§ WHAT YOU NEED TO DO: Locate every line in the records below that holds the word "types" and return each one.

§ RECORDS PROVIDED:
//! tfplug - Terraform Plugin Framework for Rust
//!
//! A framework for building Terraform providers in Rust, implementing the
//! managed-resource subset of the Terraform Plugin Protocol v6.

// Core modules
pub mod codec;
pub mod context;
pub mod error;
pub mod schema;
pub mod types;

// Provider API modules
pub mod provider;
pub mod request;
pub mod resource;

// Helper modules
pub mod defaults;
pub mod plan_modifier;
pub mod validator;

// Protocol modules
pub mod grpc;
pub mod proto;
pub mod server;

// Re-exports for convenience
pub use context::Context;
pub use error::{Result, TfplugError};
pub use provider::Provider;
pub use resource::Resource;
pub use schema::{AttributeBuilder, AttributeType, Schema, SchemaBuilder};
pub use server::{serve, ServerConfig};
pub use types::{Config, Diagnostic, Diagnostics, Dynamic, DynamicValue, State};

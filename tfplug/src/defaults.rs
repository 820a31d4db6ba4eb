//! Default value providers for attributes
//!
//! Defaults are evaluated during planning when an attribute is null in
//! configuration. The planned value then carries the default so that the
//! resource sees it on apply.
//!
//! ```no_run
//! use tfplug::defaults::StaticDefault;
//! use tfplug::schema::AttributeBuilder;
//!
//! let port = AttributeBuilder::number("port")
//!     .optional()
//!     .default(StaticDefault::number(9042.0))
//!     .build();
//! ```

use crate::types::Dynamic;

/// AttributeDefault provides the value for an unset optional attribute
pub trait AttributeDefault: Send + Sync {
    /// Human-readable description
    fn description(&self) -> String;
    fn default_value(&self) -> Dynamic;
}

/// StaticDefault provides a static default value
pub struct StaticDefault {
    value: Dynamic,
}

impl StaticDefault {
    pub fn create(value: Dynamic) -> Box<dyn AttributeDefault> {
        Box::new(Self { value })
    }

    pub fn string(value: &str) -> Box<dyn AttributeDefault> {
        Self::create(Dynamic::String(value.to_string()))
    }

    pub fn number(value: f64) -> Box<dyn AttributeDefault> {
        Self::create(Dynamic::Number(value))
    }

    pub fn bool(value: bool) -> Box<dyn AttributeDefault> {
        Self::create(Dynamic::Bool(value))
    }
}

impl AttributeDefault for StaticDefault {
    fn description(&self) -> String {
        format!("static default value: {:?}", self.value)
    }

    fn default_value(&self) -> Dynamic {
        self.value.clone()
    }
}

#[cfg(test)]
#[allow(clippy::disallowed_methods)]
mod tests {
    use super::*;

    #[test]
    fn static_defaults_return_their_value() {
        assert_eq!(StaticDefault::bool(true).default_value(), Dynamic::Bool(true));
        assert_eq!(
            StaticDefault::number(1000.0).default_value(),
            Dynamic::Number(1000.0)
        );
        assert_eq!(
            StaticDefault::string("TLS1.2").default_value(),
            Dynamic::String("TLS1.2".to_string())
        );
    }

    #[test]
    fn description_names_the_value() {
        assert!(StaticDefault::bool(false).description().contains("false"));
    }
}
//! Cancellation context shared by every request
//!
//! Terraform sends StopProvider when the user interrupts a run. The gRPC
//! service cancels its Context and every request handed out from it observes
//! the cancellation.

use std::sync::Arc;
use tokio::sync::watch;

/// Context carries the cancellation signal across async boundaries
/// Pass this to every resource operation
#[derive(Clone)]
pub struct Context {
    inner: Arc<ContextInner>,
}

struct ContextInner {
    done: watch::Receiver<bool>,
    done_tx: watch::Sender<bool>,
}

impl Context {
    pub fn new() -> Self {
        let (done_tx, done_rx) = watch::channel(false);

        Self {
            inner: Arc::new(ContextInner {
                done: done_rx,
                done_tx,
            }),
        }
    }

    pub fn is_cancelled(&self) -> bool {
        *self.inner.done.borrow()
    }

    /// Returns a channel that flips to true when work done on behalf of this
    /// context should be cancelled
    pub fn done(&self) -> watch::Receiver<bool> {
        self.inner.done.clone()
    }

    /// Resolves once the context is cancelled
    pub async fn cancelled(&self) {
        let mut done = self.done();
        // the sender lives in this context, so wait_for only errs if it is gone
        let _ = done.wait_for(|cancelled| *cancelled).await;
    }

    pub fn cancel(&self) {
        let _ = self.inner.done_tx.send(true);
    }
}

impl Default for Context {
    fn default() -> Self {
        Self::new()
    }
}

§ EXERCISE OUTPUT:
pub mod types;
pub use types::{Config, Diagnostic, Diagnostics, Dynamic, DynamicValue, State};
use crate::types::Dynamic;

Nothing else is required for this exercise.